_What you will do_: The answer must consist of every line in the data below that holds the word "GeoResult".

─── Study material

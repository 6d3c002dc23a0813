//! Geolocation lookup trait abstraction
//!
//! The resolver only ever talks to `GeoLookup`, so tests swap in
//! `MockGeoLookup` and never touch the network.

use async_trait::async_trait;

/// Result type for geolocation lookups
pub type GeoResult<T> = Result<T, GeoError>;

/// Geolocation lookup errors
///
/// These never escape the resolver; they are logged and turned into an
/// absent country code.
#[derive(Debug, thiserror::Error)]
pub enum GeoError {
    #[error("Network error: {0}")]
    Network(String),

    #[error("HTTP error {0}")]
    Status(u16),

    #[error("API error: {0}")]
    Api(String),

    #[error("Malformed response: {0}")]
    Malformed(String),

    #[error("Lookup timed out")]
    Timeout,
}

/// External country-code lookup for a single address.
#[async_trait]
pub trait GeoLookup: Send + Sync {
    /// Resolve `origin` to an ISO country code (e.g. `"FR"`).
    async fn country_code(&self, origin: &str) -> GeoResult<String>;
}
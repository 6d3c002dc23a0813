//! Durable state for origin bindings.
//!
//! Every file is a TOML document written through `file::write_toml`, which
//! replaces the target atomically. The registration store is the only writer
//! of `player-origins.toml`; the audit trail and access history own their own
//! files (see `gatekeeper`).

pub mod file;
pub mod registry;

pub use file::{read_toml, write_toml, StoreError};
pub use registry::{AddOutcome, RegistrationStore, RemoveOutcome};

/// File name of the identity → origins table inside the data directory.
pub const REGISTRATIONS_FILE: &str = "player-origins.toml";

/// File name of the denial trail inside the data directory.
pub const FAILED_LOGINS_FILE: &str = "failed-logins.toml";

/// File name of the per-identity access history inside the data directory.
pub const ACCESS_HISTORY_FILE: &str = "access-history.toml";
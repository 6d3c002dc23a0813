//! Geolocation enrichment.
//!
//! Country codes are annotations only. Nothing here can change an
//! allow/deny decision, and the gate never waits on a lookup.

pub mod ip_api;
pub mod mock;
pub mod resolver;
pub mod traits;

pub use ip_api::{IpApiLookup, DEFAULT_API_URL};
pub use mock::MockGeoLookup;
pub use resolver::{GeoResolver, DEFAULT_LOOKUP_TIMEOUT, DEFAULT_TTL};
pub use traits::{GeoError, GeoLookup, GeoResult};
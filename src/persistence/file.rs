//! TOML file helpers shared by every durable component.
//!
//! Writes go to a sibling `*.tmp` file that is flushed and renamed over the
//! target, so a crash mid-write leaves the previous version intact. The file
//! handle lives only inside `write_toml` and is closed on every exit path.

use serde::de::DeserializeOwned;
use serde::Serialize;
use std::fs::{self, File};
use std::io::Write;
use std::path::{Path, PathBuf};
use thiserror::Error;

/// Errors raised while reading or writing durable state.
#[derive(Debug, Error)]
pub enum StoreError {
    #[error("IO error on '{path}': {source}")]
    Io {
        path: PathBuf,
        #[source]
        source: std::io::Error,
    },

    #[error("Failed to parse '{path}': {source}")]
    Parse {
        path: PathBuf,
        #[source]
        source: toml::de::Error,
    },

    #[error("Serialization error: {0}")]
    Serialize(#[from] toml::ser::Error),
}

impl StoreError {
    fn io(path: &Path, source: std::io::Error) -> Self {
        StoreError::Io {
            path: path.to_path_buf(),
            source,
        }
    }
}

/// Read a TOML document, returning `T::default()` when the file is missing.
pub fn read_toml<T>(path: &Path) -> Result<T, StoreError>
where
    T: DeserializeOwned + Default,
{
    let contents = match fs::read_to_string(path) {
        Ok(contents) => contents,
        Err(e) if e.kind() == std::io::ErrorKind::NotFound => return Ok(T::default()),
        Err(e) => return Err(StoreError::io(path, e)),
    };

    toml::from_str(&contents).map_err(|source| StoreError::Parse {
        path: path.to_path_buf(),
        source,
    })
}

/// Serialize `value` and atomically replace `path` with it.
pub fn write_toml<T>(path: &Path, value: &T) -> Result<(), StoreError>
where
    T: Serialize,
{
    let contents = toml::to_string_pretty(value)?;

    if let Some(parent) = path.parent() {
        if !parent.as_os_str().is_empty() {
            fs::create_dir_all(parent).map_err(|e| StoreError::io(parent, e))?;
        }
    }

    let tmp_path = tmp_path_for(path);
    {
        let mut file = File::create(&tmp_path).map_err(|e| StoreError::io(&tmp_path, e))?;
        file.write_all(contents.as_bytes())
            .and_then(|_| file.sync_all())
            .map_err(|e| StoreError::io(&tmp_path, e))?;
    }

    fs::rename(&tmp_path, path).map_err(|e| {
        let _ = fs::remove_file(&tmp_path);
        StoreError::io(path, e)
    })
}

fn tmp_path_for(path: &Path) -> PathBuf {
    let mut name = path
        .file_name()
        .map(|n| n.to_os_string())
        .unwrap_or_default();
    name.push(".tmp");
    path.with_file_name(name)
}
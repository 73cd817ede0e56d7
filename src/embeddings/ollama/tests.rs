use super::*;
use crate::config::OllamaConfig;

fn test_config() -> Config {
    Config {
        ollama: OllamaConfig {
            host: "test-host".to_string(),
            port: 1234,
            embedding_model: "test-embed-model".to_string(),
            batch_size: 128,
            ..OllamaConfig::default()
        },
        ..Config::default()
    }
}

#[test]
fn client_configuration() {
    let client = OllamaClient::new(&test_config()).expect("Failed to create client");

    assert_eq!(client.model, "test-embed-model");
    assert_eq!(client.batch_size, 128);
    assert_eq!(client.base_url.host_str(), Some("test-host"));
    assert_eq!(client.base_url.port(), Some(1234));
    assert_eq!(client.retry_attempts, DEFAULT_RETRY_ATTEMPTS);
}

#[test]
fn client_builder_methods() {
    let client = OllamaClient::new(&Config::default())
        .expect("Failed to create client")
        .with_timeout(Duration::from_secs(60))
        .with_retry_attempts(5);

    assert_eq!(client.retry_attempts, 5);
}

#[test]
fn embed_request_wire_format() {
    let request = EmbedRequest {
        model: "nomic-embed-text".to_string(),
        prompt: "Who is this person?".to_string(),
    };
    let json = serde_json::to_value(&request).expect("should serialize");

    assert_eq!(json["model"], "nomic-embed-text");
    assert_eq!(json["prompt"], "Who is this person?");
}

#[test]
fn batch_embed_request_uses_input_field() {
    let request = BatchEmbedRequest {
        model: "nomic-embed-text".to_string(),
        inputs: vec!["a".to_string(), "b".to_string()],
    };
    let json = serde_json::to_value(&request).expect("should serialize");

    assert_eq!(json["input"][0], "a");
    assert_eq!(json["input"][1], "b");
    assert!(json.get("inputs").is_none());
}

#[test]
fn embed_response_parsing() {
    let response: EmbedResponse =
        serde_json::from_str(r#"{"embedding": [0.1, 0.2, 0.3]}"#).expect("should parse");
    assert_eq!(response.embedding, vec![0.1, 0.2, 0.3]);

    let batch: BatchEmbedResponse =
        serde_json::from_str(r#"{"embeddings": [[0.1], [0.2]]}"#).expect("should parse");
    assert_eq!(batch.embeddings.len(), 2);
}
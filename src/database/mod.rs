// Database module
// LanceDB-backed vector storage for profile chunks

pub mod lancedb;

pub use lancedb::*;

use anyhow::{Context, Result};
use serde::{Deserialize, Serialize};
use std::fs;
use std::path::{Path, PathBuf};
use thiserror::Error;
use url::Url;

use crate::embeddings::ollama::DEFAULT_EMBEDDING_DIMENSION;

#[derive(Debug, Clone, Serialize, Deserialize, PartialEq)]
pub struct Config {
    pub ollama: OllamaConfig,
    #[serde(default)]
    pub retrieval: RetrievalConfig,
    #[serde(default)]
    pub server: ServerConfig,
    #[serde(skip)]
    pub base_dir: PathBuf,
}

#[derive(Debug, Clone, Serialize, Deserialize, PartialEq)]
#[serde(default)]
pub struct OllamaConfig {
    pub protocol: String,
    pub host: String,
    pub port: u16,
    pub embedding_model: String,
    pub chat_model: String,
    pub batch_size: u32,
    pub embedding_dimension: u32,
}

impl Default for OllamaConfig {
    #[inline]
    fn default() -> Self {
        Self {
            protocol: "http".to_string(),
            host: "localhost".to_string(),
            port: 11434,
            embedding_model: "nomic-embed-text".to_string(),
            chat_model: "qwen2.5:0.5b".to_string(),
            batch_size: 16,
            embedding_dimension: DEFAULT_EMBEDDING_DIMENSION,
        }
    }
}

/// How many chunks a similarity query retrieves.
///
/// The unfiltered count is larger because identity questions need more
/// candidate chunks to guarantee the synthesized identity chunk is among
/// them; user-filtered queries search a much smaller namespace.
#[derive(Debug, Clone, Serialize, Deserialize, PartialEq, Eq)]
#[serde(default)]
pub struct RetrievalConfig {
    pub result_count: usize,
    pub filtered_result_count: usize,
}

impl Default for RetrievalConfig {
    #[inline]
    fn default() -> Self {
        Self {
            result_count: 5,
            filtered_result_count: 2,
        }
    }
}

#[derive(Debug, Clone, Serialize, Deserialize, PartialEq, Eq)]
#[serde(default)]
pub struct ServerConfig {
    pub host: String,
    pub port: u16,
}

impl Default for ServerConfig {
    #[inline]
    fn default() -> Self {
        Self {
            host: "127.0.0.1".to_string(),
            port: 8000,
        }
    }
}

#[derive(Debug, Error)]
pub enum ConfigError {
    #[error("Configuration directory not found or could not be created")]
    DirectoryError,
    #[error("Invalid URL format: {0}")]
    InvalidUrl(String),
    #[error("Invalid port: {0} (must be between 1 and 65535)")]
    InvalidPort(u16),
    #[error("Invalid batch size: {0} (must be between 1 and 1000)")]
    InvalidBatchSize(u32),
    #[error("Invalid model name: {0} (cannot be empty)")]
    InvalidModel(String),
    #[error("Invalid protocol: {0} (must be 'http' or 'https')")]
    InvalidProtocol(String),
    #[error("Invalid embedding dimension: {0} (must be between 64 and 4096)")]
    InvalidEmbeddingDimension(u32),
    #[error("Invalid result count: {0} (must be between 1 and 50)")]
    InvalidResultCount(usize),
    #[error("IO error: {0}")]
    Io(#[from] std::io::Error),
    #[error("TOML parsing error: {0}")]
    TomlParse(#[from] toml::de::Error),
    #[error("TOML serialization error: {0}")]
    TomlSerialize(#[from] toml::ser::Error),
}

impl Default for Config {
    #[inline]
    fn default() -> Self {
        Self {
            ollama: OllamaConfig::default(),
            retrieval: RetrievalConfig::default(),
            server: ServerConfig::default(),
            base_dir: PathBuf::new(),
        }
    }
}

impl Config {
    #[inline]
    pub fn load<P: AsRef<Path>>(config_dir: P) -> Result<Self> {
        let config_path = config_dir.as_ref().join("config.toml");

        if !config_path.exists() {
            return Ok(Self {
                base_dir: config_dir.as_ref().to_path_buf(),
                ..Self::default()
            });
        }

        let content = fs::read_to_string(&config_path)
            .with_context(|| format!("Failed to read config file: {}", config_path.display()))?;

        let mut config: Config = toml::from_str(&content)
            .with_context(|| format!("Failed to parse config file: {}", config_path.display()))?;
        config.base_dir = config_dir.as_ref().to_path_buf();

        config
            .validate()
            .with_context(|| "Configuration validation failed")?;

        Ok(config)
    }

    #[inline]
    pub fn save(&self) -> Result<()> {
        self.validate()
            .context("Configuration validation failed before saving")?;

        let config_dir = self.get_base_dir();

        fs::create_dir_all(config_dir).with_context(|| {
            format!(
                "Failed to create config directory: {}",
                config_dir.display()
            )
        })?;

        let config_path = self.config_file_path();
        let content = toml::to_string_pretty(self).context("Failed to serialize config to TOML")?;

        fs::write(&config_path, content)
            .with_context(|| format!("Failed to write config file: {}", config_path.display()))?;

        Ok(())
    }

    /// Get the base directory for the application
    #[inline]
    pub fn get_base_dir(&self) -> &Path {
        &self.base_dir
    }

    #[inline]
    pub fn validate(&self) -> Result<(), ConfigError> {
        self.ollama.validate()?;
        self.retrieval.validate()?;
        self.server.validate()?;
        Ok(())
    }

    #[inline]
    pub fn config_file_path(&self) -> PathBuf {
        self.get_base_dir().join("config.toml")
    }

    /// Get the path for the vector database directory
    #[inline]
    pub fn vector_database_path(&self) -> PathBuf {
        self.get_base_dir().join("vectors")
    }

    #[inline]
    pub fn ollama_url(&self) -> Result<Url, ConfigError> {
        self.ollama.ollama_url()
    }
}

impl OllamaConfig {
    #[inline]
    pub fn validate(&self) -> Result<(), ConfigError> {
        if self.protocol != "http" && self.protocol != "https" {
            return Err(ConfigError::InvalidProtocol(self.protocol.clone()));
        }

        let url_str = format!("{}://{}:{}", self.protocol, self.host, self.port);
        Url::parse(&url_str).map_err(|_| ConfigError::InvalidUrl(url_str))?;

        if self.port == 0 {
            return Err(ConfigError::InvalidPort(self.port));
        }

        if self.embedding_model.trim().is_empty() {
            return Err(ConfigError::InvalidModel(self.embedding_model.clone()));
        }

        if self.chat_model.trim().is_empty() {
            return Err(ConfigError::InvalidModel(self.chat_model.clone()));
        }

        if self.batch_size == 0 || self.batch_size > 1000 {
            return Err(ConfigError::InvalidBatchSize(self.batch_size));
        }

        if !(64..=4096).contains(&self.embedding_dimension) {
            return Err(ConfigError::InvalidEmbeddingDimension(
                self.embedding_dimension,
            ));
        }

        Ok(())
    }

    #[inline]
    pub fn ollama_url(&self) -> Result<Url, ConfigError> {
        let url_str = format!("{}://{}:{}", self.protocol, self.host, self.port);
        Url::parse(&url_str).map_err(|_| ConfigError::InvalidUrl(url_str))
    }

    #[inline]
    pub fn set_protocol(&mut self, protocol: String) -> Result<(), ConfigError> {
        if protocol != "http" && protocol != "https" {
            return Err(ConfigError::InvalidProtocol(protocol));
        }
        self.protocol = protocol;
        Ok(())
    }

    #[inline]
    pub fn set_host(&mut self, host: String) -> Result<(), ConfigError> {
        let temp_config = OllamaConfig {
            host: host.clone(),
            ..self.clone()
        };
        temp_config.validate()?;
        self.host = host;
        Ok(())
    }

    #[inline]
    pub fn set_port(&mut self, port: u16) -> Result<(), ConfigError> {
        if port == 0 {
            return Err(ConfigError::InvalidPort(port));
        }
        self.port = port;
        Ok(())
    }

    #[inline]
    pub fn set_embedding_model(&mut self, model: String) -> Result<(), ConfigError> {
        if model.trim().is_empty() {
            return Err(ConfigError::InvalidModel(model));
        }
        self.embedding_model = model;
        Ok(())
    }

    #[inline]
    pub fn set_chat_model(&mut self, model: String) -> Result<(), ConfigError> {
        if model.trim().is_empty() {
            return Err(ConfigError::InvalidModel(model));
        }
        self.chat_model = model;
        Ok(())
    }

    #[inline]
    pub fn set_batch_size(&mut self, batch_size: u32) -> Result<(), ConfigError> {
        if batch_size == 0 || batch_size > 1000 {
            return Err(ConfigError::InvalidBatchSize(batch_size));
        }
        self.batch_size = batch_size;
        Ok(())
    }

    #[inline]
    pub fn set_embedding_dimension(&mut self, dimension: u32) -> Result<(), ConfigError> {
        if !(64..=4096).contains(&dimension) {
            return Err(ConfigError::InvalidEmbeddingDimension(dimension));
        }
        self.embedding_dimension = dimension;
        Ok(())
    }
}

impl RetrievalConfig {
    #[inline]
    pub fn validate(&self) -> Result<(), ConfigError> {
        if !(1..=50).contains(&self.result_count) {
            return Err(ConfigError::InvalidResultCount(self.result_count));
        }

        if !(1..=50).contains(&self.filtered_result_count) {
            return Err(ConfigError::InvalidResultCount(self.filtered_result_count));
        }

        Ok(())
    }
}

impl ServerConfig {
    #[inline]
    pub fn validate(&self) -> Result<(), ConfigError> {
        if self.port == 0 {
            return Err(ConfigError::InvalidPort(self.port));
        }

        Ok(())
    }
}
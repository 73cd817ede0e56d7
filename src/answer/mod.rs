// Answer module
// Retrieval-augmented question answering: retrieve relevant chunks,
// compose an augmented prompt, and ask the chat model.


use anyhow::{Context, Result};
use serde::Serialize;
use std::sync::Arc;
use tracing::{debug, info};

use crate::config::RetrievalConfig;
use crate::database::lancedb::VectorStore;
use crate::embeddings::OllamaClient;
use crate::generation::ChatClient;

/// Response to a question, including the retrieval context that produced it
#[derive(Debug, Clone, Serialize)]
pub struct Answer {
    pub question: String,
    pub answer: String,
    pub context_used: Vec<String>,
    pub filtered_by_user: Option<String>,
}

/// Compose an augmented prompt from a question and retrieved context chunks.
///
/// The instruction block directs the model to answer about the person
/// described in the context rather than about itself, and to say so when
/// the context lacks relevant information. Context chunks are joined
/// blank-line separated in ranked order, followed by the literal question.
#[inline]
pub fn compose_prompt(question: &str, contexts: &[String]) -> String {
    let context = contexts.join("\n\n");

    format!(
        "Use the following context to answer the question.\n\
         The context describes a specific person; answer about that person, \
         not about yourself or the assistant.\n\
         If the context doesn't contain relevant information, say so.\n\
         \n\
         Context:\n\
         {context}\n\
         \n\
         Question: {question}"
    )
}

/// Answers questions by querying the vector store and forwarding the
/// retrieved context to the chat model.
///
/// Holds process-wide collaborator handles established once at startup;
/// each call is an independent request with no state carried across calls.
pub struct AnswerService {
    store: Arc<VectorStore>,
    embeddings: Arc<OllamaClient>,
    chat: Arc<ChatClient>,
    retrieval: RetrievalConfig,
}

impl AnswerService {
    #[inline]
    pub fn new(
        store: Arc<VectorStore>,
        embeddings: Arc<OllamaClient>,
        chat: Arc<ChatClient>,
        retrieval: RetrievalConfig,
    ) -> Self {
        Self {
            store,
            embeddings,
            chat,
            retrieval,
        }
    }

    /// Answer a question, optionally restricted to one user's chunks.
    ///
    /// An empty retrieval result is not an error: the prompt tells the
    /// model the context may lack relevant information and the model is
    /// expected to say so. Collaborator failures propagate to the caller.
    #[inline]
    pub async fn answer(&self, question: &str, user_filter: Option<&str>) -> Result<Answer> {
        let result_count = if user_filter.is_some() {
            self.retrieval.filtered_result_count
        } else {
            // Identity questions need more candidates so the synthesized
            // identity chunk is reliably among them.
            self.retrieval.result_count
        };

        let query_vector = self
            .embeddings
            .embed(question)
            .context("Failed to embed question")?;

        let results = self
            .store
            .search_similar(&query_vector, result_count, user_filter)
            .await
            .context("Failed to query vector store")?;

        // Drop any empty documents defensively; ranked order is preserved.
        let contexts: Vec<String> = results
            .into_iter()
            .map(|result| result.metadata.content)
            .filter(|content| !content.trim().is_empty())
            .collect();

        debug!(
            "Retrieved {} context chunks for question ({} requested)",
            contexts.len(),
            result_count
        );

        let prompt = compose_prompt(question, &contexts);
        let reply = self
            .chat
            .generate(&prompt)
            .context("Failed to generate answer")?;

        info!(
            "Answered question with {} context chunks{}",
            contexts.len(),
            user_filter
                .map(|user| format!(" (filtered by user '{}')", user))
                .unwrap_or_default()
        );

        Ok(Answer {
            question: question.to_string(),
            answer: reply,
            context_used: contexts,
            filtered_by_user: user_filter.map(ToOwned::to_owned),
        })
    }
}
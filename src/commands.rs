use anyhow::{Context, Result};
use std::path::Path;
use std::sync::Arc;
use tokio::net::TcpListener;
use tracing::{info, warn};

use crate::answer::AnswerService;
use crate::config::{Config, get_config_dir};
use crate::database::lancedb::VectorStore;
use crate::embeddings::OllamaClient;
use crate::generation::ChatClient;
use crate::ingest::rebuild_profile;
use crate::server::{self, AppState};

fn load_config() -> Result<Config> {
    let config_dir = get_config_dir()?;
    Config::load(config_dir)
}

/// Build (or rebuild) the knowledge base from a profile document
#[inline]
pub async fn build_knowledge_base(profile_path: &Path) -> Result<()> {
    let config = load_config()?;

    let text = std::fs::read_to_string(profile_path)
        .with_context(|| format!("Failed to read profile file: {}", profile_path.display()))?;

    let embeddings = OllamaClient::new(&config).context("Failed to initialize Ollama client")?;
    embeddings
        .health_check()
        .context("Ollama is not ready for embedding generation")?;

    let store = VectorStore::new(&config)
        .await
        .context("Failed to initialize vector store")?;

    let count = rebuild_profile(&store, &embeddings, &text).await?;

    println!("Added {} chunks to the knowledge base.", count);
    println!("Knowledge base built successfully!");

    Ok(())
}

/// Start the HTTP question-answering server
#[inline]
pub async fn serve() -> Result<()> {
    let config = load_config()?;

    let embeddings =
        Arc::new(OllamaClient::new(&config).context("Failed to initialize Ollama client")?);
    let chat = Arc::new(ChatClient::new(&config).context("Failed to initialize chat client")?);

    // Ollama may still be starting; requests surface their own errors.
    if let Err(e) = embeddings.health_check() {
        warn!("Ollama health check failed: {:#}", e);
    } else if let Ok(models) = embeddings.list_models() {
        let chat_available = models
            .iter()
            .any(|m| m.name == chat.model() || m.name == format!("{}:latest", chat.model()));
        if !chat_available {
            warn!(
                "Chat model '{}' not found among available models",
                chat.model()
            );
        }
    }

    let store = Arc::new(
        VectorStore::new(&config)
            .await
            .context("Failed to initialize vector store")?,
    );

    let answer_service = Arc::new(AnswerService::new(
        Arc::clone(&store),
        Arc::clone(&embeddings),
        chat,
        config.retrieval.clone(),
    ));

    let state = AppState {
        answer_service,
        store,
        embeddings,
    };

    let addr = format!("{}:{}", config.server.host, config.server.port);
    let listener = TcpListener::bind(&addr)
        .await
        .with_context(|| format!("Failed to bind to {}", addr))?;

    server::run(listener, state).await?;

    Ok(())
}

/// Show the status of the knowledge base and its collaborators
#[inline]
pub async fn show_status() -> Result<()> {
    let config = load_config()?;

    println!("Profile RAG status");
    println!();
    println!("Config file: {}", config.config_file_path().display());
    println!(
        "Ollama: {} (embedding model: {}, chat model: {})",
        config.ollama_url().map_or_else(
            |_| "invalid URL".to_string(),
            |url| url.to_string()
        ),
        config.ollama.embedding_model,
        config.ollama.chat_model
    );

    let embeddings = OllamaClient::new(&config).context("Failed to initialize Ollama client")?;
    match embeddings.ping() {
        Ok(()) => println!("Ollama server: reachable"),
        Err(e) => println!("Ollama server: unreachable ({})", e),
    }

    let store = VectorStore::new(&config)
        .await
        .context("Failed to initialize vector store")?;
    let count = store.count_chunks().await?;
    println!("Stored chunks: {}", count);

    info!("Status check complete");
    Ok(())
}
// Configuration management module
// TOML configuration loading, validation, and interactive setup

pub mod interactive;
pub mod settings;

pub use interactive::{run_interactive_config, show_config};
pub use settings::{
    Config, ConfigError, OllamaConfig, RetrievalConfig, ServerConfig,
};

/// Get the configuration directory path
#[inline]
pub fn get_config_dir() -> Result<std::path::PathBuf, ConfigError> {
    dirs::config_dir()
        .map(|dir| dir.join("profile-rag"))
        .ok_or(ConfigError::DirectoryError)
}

──────

_Answer section_:
pub type GeoResult<T> = Result<T, GeoError>;
    async fn country_code(&self, origin: &str) -> GeoResult<String>;
pub use traits::{GeoError, GeoLookup, GeoResult};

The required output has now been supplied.